Slide-based Graph Collaborative Training for Histopathology Whole Slide Image Analysis

TL;DR

A generic WSI analysis pipeline SlideGCD is proposed that can be adapted to any existing Multiple Instance Learning (MIL) frameworks and improve their performance, and concurrently initializes and refines the slide representation, as a guide for message passing in the slide-based graph.

Abstract

The development of computational pathology lies in the consensus that pathological characteristics of tumors are significant guidance for cancer diagnostics. Most existing research focuses on the inner-contextual information within each WSI yet ignores the possible inter-correlations between slides. As the development of tumors is a continuous process involving a series of histological, morphological, and genetic changes that accumulate over time, the similarities and differences between WSIs across various stages, grades, locations and patients should potentially contribute to the representation of WSIs and deserve to be taken into account in WSI modeling.
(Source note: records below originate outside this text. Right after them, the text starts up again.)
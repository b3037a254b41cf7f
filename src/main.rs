//! aeroquery CLI entry point
//!
//! Parses arguments and dispatches through `cli::run`. Errors are printed to
//! stderr and the process exits non-zero.

use aeroquery::cli;

fn main() {
    if let Err(e) = cli::run() {
        eprintln!("{}", e);
        std::process::exit(1);
    }
}
//! Cross-partition ORDER BY support
//!
//! A merge driver keeps one cursor per partition and repeatedly emits the
//! smallest cursor's current result. [`OrderByComparator`] decides which
//! cursor is smallest; it never advances cursors itself.

mod comparator;
mod cursor;

pub use comparator::{OrderByComparator, SortOrder};
pub use cursor::{OrderByResult, PartitionCursor, PartitionKeyRange, RecordedCursor};
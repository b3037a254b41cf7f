//! Per-partition cursors as seen by the order-by merge.

use serde::{Deserialize, Serialize};
use serde_json::Value;

/// Key-space interval owned by one partition
#[derive(Debug, Clone, PartialEq, Eq, Serialize, Deserialize)]
pub struct PartitionKeyRange {
    /// Partition id
    pub id: String,
    /// Inclusive lower bound; orders partitions left to right
    pub min_inclusive: String,
    /// Exclusive upper bound
    pub max_exclusive: String,
}

impl PartitionKeyRange {
    pub fn new(
        id: impl Into<String>,
        min_inclusive: impl Into<String>,
        max_exclusive: impl Into<String>,
    ) -> Self {
        Self {
            id: id.into(),
            min_inclusive: min_inclusive.into(),
            max_exclusive: max_exclusive.into(),
        }
    }
}

/// A result row with its projected sort-column values
#[derive(Debug, Clone, PartialEq, Serialize, Deserialize)]
pub struct OrderByResult {
    /// One value per sort column, in ORDER BY order
    pub order_by_items: Vec<Value>,
    /// The projected document
    #[serde(default)]
    pub payload: Value,
}

impl OrderByResult {
    pub fn new(order_by_items: Vec<Value>, payload: Value) -> Self {
        Self {
            order_by_items,
            payload,
        }
    }
}

/// Cursor over one partition's ordered results
pub trait PartitionCursor {
    /// The cursor has a current result
    fn has_more_results(&self) -> bool;

    /// The current result; `Some` whenever `has_more_results` is true
    fn current(&self) -> Option<&OrderByResult>;

    /// The partition the cursor reads from
    fn partition_range(&self) -> &PartitionKeyRange;
}

/// Cursor over results already fetched from one partition
#[derive(Debug, Clone, Serialize, Deserialize)]
pub struct RecordedCursor {
    range: PartitionKeyRange,
    results: Vec<OrderByResult>,
    #[serde(skip)]
    position: usize,
}

impl RecordedCursor {
    pub fn new(range: PartitionKeyRange, results: Vec<OrderByResult>) -> Self {
        Self {
            range,
            results,
            position: 0,
        }
    }

    /// Move to the next result. Returns false once exhausted.
    pub fn advance(&mut self) -> bool {
        if self.position < self.results.len() {
            self.position += 1;
        }
        self.has_more_results()
    }
}

impl PartitionCursor for RecordedCursor {
    fn has_more_results(&self) -> bool {
        self.position < self.results.len()
    }

    fn current(&self) -> Option<&OrderByResult> {
        self.results.get(self.position)
    }

    fn partition_range(&self) -> &PartitionKeyRange {
        &self.range
    }
}

#[cfg(test)]
mod tests {
    use super::*;
    use serde_json::json;

    #[test]
    fn test_recorded_cursor_walks_results() {
        let mut cursor = RecordedCursor::new(
            PartitionKeyRange::new("0", "", "FF"),
            vec![
                OrderByResult::new(vec![json!(1)], json!({"id": "a"})),
                OrderByResult::new(vec![json!(2)], json!({"id": "b"})),
            ],
        );

        assert!(cursor.has_more_results());
        assert_eq!(cursor.current().unwrap().payload["id"], "a");
        assert!(cursor.advance());
        assert_eq!(cursor.current().unwrap().payload["id"], "b");
        assert!(!cursor.advance());
        assert!(cursor.current().is_none());
        assert!(!cursor.advance());
    }

    #[test]
    fn test_deserialize_cursor() {
        let cursor: RecordedCursor = serde_json::from_value(json!({
            "range": {"id": "1", "min_inclusive": "80", "max_exclusive": "FF"},
            "results": [{"order_by_items": ["x"]}]
        }))
        .unwrap();
        assert_eq!(cursor.partition_range().id, "1");
        assert_eq!(cursor.current().unwrap().payload, json!(null));
    }
}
To verify the advancement of introducing the slide inter-correlations into the representation learning of WSIs, we proposed a generic WSI analysis pipeline SlideGCD that can be adapted to any existing Multiple Instance Learning (MIL) frameworks and improve their performance. With the new paradigm, the prior knowledge of cancer development can participate in the end-to-end workflow, which concurrently initializes and refines the slide representation, as a guide for message passing in the slide-based graph. Extensive comparisons and experiments are conducted to validate the effectiveness and robustness of the proposed pipeline across 4 different tasks, including cancer subtyping, cancer staging, survival prediction, and gene mutation prediction, with 7 representative SOTA WSI analysis frameworks as backbones.

Figures (5)

• Figure 1: Motivation of our methods. (a) Multi-Instance Learning Frameworks. The main difference between MIL methods lies in the implementations of pooling operations. (b) Patch-based Graph Methods. The mainstream graph-based methods represent WSIs to graphs and transfer the WSI classification problem as graph classification. (c) Slide-based Graph Methods. SlideGCD conceptualizes the WSI classification problem as node classification to explore the inter-correlations between slides explicitly via GNNs.
• Figure 2: Illustration of the proposed SlideGCD framework. The framework consists of three phases, (a) Sample Pre-Processing. Each WSI is transformed into a sequence of patch embeddings following the universal settings of the MIL paradigm. (b) Patch Interaction. Slide embeddings are generated by the backbone MIL method for each sample. (c) Slide-based Graph Interaction. A slide-based graph is maintained and updated during each mini-batch training (colored indicators denote samples from the current mini-batch), then graph learning and knowledge distillation are conducted to explore slide-level correlations and align both branches.
• Figure 3: Illustration of the update of the Node Buffer in embedded space. Left: the initial state of the Node Buffer after the warmup, where the centers of each category are close. Right: the updated state after a mini-batch with 2 samples. The appended positive sample is too far from the center even compared with the farthest stored node thus it won't be updated into the buffer since we consider it as an amplified disturbance from the former network update. The appended negative sample is close enough to the center to replace the farthest negative node marked by stripes. At last, the outcome of the update is that the negative center shifts away from the positive center as we expected.
• Figure 4: Performance curves on the validation dataset in the five-fold cross-validation, where the error bar indicates the standard deviation of the metrics and the dashed line parallel to the horizontal axis represents the metrics that the baseline (DTFDMIL) can achieve.
• Figure 5: T-SNE visualizations of the overall distribution of the nodes from the node buffer and 20 highlighted hyperedges for TCGA-BLCA. Each point corresponds to a patient and its color goes deeper as the survival time increases. The stars in each sub-figure make up the hyperedge.